- _Directions_: Each line of the entries below that holds "directory" is needed, copied in full.

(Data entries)
pub mod classify;
pub mod config;
pub mod decode;
pub mod grid;
pub mod headers;
pub mod normalize;
pub mod workbook;

pub use classify::{classify_sheet, role_from_name};
pub use config::{ConfigError, NormalizerConfig};
pub use grid::{open_path, CellValue, GridError, RawRow, Sheet, Workbook};
pub use headers::{BindingPolicy, Field, HeaderBindings, TokenTable};
pub use normalize::{RowWarning, SheetOutcome, SkipReason, SkippedRow, WarningKind};
pub use workbook::{NormalizationResult, NormalizeError, SheetSummary, WorkbookNormalizer};

/// Normalize `workbook` with the default configuration.
pub fn normalize_workbook(workbook: &Workbook) -> Result<NormalizationResult, NormalizeError> {
    WorkbookNormalizer::default().normalize(workbook)
}
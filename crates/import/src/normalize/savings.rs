use sheetwise_core::{Money, SavingsGoal, SheetRole};

use super::{fold_rows, RowReader, SheetOutcome, SkipReason};
use crate::config::NormalizerConfig;
use crate::grid::Sheet;
use crate::headers::Field;

/// Read a savings-goals sheet. Name, target and deadline are required; the
/// current amount defaults to zero and may exceed the target.
pub fn normalize_savings_goals(sheet: &Sheet, config: &NormalizerConfig) -> SheetOutcome<SavingsGoal> {
    let bindings = config
        .tokens(SheetRole::SavingsGoals)
        .bind(sheet.headers(), config.binding);
    tracing::debug!(
        sheet = sheet.name(),
        bindings = ?bindings.describe(sheet.headers()),
        "savings goal headers bound"
    );

    fold_rows(sheet, &bindings, |row| read_goal(row, config))
}

fn read_goal(row: &mut RowReader<'_>, config: &NormalizerConfig) -> Result<SavingsGoal, SkipReason> {
    let name = row.required_text(Field::Name)?;
    let target_amount = Money::from_decimal(row.required_amount(Field::Target)?);
    let deadline = row.required_date(Field::Deadline, config.lenient_schedule_dates)?;

    Ok(SavingsGoal {
        name,
        target_amount,
        current_amount: row.optional_money(Field::Current),
        deadline,
    })
}

#[cfg(test)]
mod tests {
    use super::*;
    use crate::grid::CellValue;
    use crate::headers::BindingPolicy;

    fn text(s: &str) -> CellValue {
        CellValue::from(s)
    }

    fn sheet(headers: &[&str], rows: Vec<Vec<CellValue>>) -> Sheet {
        let mut grid = vec![headers.iter().map(|h| text(h)).collect::<Vec<_>>()];
        grid.extend(rows);
        Sheet::from_grid("Savings", grid)
    }

    #[test]
    fn full_row_with_overshoot() {
        let s = sheet(
            &["Goal Name", "Target Amount", "Saved So Far", "Deadline"],
            vec![vec![text("Trip"), text("$2,000"), text("$2,500"), text("2025-06-30")]],
        );
        let out = normalize_savings_goals(&s, &NormalizerConfig::default());
        let goal = &out.records[0];
        assert_eq!(goal.name, "Trip");
        assert_eq!(goal.target_amount.to_cents(), 200_000);
        assert_eq!(goal.current_amount.to_cents(), 250_000);
        assert_eq!(goal.progress(), Some(1.25));
        assert_eq!(goal.deadline.to_string(), "2025-06-30");
    }

    #[test]
    fn current_defaults_to_zero() {
        let s = sheet(
            &["Name", "Target", "Date"],
            vec![vec![text("Fund"), CellValue::Number(5000.0), CellValue::Number(45000.0)]],
        );
        let out = normalize_savings_goals(&s, &NormalizerConfig::default());
        assert!(out.records[0].current_amount.is_zero());
        assert_eq!(out.records[0].deadline.to_string(), "2023-03-15");
    }

    #[test]
    fn goal_name_and_goal_amount_bind_to_separate_columns() {
        let s = sheet(
            &["Goal Name", "Goal Amount", "Deadline"],
            vec![vec![text("Laptop"), text("1200"), text("2024-12-01")]],
        );
        let out = normalize_savings_goals(&s, &NormalizerConfig::default());
        assert_eq!(out.records[0].name, "Laptop");
        assert_eq!(out.records[0].target_amount.to_cents(), 120_000);
    }

    #[test]
    fn lone_goal_column_cannot_serve_as_name_and_target() {
        let rows = vec![vec![text("Emergency fund"), text("2025-01-01")]];

        let exclusive = normalize_savings_goals(&sheet(&["Goal", "Deadline"], rows.clone()), &NormalizerConfig::default());
        assert!(exclusive.records.is_empty());
        assert_eq!(
            exclusive.skipped[0].reason,
            SkipReason::MissingField { field: Field::Target }
        );

        let shared_config = NormalizerConfig {
            binding: BindingPolicy::Shared,
            ..NormalizerConfig::default()
        };
        let shared = normalize_savings_goals(&sheet(&["Goal", "Deadline"], rows), &shared_config);
        assert!(shared.records.is_empty());
        assert_eq!(
            shared.skipped[0].reason,
            SkipReason::InvalidAmount {
                field: Field::Target,
                raw: "Emergency fund".into()
            }
        );
    }

    #[test]
    fn unparseable_deadline_skips_the_row() {
        let s = sheet(
            &["Name", "Target", "Deadline"],
            vec![
                vec![text("A"), text("100"), text("someday")],
                vec![text("B"), text("100"), text("2026-01-01")],
            ],
        );
        let out = normalize_savings_goals(&s, &NormalizerConfig::default());
        assert_eq!(out.records.len(), 1);
        assert_eq!(out.records[0].name, "B");
        assert_eq!(
            out.skipped[0].reason,
            SkipReason::InvalidDate { field: Field::Deadline, raw: "someday".into() }
        );
    }
}
//! Workbooks handed over as JSON: an object of sheet name to an array of row
//! objects, the shape spreadsheet front ends emit with `sheet_to_json`.

use serde_json::Value;
use std::path::Path;

use super::{CellValue, GridError, Sheet, Workbook};

impl Workbook {
    pub fn from_json_str(json: &str) -> Result<Self, GridError> {
        workbook_from_json(serde_json::from_str(json)?)
    }
}

/// Sheets keep the object's key order.
pub fn workbook_from_json(value: Value) -> Result<Workbook, GridError> {
    let Value::Object(sheets) = value else {
        return Err(GridError::Shape(format!(
            "expected an object of sheets, found {}",
            kind_of(&value)
        )));
    };

    sheets
        .into_iter()
        .map(|(name, rows)| sheet_from_json(name, rows))
        .collect()
}

pub fn open_json(path: impl AsRef<Path>) -> Result<Workbook, GridError> {
    let text = std::fs::read_to_string(path)?;
    Workbook::from_json_str(&text)
}

fn sheet_from_json(name: String, rows: Value) -> Result<Sheet, GridError> {
    let Value::Array(rows) = rows else {
        return Err(GridError::Shape(format!(
            "sheet '{name}' should be an array of rows, found {}",
            kind_of(&rows)
        )));
    };

    let records = rows
        .into_iter()
        .enumerate()
        .map(|(idx, row)| match row {
            Value::Object(fields) => Ok(fields.into_iter().map(|(k, v)| (k, cell_from_json(v)))),
            other => Err(GridError::Shape(format!(
                "row {} of sheet '{name}' should be an object, found {}",
                idx + 1,
                kind_of(&other)
            ))),
        })
        .collect::<Result<Vec<_>, _>>()?;

    Ok(Sheet::from_records(name, records))
}

fn cell_from_json(value: Value) -> CellValue {
    match value {
        Value::Null => CellValue::Empty,
        Value::Bool(b) => CellValue::Bool(b),
        Value::Number(n) => n.as_f64().map_or(CellValue::Empty, CellValue::Number),
        Value::String(s) => CellValue::Text(s),
        other => CellValue::Text(other.to_string()),
    }
}

fn kind_of(value: &Value) -> &'static str {
    match value {
        Value::Null => "null",
        Value::Bool(_) => "a boolean",
        Value::Number(_) => "a number",
        Value::String(_) => "a string",
        Value::Array(_) => "an array",
        Value::Object(_) => "an object",
    }
}
use anyhow::{bail, Context, Result};
use clap::Parser;
use sheetwise_import::grid::csv::{read_csv, CsvGridOptions};
use sheetwise_import::{open_path, NormalizerConfig, Workbook, WorkbookNormalizer};
use std::fs::File;
use std::path::{Path, PathBuf};
use tracing_subscriber::EnvFilter;

#[derive(Parser, Debug)]
#[command(
    name = "sheetwise",
    version,
    about = "Normalize a finance workbook into transactions, installments and savings goals"
)]
struct Cli {
    /// Workbook to read (.xlsx, .xls, .ods, .csv, .tsv or sheet-keyed .json)
    file: PathBuf,

    /// TOML file with header tokens and leniency settings
    #[arg(long)]
    config: Option<PathBuf>,

    /// Field delimiter; reads the file as delimited text
    #[arg(long)]
    delimiter: Option<char>,

    /// Sheet name for delimited input (default: file stem)
    #[arg(long)]
    sheet_name: Option<String>,

    /// Single-line JSON instead of pretty-printed
    #[arg(long)]
    compact: bool,
}

fn main() -> Result<()> {
    tracing_subscriber::fmt()
        .with_env_filter(EnvFilter::try_from_default_env().unwrap_or_else(|_| EnvFilter::new("info")))
        .with_writer(std::io::stderr)
        .init();

    let cli = Cli::parse();

    let config = match &cli.config {
        Some(path) => NormalizerConfig::from_path(path)
            .with_context(|| format!("Failed to load config {}", path.display()))?,
        None => NormalizerConfig::default(),
    };

    let workbook = load_workbook(&cli).with_context(|| format!("Failed to read {}", cli.file.display()))?;
    let result = WorkbookNormalizer::new(config).normalize(&workbook)?;

    for skipped in &result.skipped {
        tracing::warn!(sheet = %skipped.sheet, row = skipped.row, "row skipped: {}", skipped.reason);
    }

    let json = if cli.compact {
        serde_json::to_string(&result)?
    } else {
        serde_json::to_string_pretty(&result)?
    };
    println!("{json}");
    Ok(())
}

fn load_workbook(cli: &Cli) -> Result<Workbook> {
    if cli.delimiter.is_none() && cli.sheet_name.is_none() {
        return Ok(open_path(&cli.file)?);
    }
    if cli.delimiter.is_none() && !is_delimited(&cli.file) {
        bail!("--sheet-name only applies to delimited input");
    }

    let mut options = CsvGridOptions::for_path(&cli.file);
    if let Some(delimiter) = cli.delimiter {
        if !delimiter.is_ascii() {
            bail!("Delimiter must be a single ASCII character, got '{delimiter}'");
        }
        options.delimiter = delimiter as u8;
    }
    if let Some(name) = &cli.sheet_name {
        options.sheet_name = name.clone();
    }

    let sheet = read_csv(File::open(&cli.file)?, &options)?;
    Ok(Workbook::new(vec![sheet]))
}

fn is_delimited(path: &Path) -> bool {
    path.extension()
        .and_then(|e| e.to_str())
        .is_some_and(|e| e.eq_ignore_ascii_case("csv") || e.eq_ignore_ascii_case("tsv"))
}
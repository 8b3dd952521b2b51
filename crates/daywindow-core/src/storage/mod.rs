mod config;

pub use config::{AnchorConfig, Config, CountdownConfig};

use std::path::PathBuf;

use crate::error::Result;

/// Returns `~/.config/daywindow[-dev]/` based on DAYWINDOW_ENV.
///
/// Set DAYWINDOW_ENV=dev to use development data directory.
///
/// # Errors
/// Returns an error if creating the config directory fails.
pub fn data_dir() -> Result<PathBuf> {
    let base_dir = dirs::home_dir()
        .unwrap_or_else(|| PathBuf::from("."))
        .join(".config");

    let env = std::env::var("DAYWINDOW_ENV").unwrap_or_else(|_| "production".to_string());

    let dir = if env == "dev" {
        base_dir.join("daywindow-dev")
    } else {
        base_dir.join("daywindow")
    };

    std::fs::create_dir_all(&dir)?;
    Ok(dir)
}
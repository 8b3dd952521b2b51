//! # daywindow Core Library
//!
//! This library provides the logic behind a watch-face complication that
//! counts down to a fixed daily time (for example "time left until 22:00").
//! All operations are available through the standalone CLI binary; a host
//! runtime would call the same data source from its own lifecycle hooks.
//!
//! ## Architecture
//!
//! - **Window**: a pure calculator mapping "now" to the repeating 24-hour
//!   window that ends at the next anchor time
//! - **Complication**: host data model (request types, ranged values,
//!   countdown text)
//! - **Source**: the data source answering activation, preview and data
//!   requests
//! - **Storage**: TOML-based configuration of the anchor and text style
//!
//! ## Key Components
//!
//! - [`DailyWindowCalculator`]: window computation for a validated anchor
//! - [`DailyCountdownSource`]: ranged-value complication data source
//! - [`Config`]: application configuration management

pub mod complication;
pub mod error;
pub mod events;
pub mod source;
pub mod storage;
pub mod window;

pub use complication::{
    ComplicationData, ComplicationRequest, ComplicationText, ComplicationType, RangedValueData,
    TimeDifferenceStyle,
};
pub use error::{ConfigError, CoreError, Result, ValidationError};
pub use events::Event;
pub use source::{ComplicationDataSource, DailyCountdownSource};
pub use storage::Config;
pub use window::{compute_window, DailyAnchor, DailyWindowCalculator, TimeWindow, WindowSnapshot};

- _Answer box_:
/// Set DAYWINDOW_ENV=dev to use development data directory.
/// Returns an error if creating the config directory fails.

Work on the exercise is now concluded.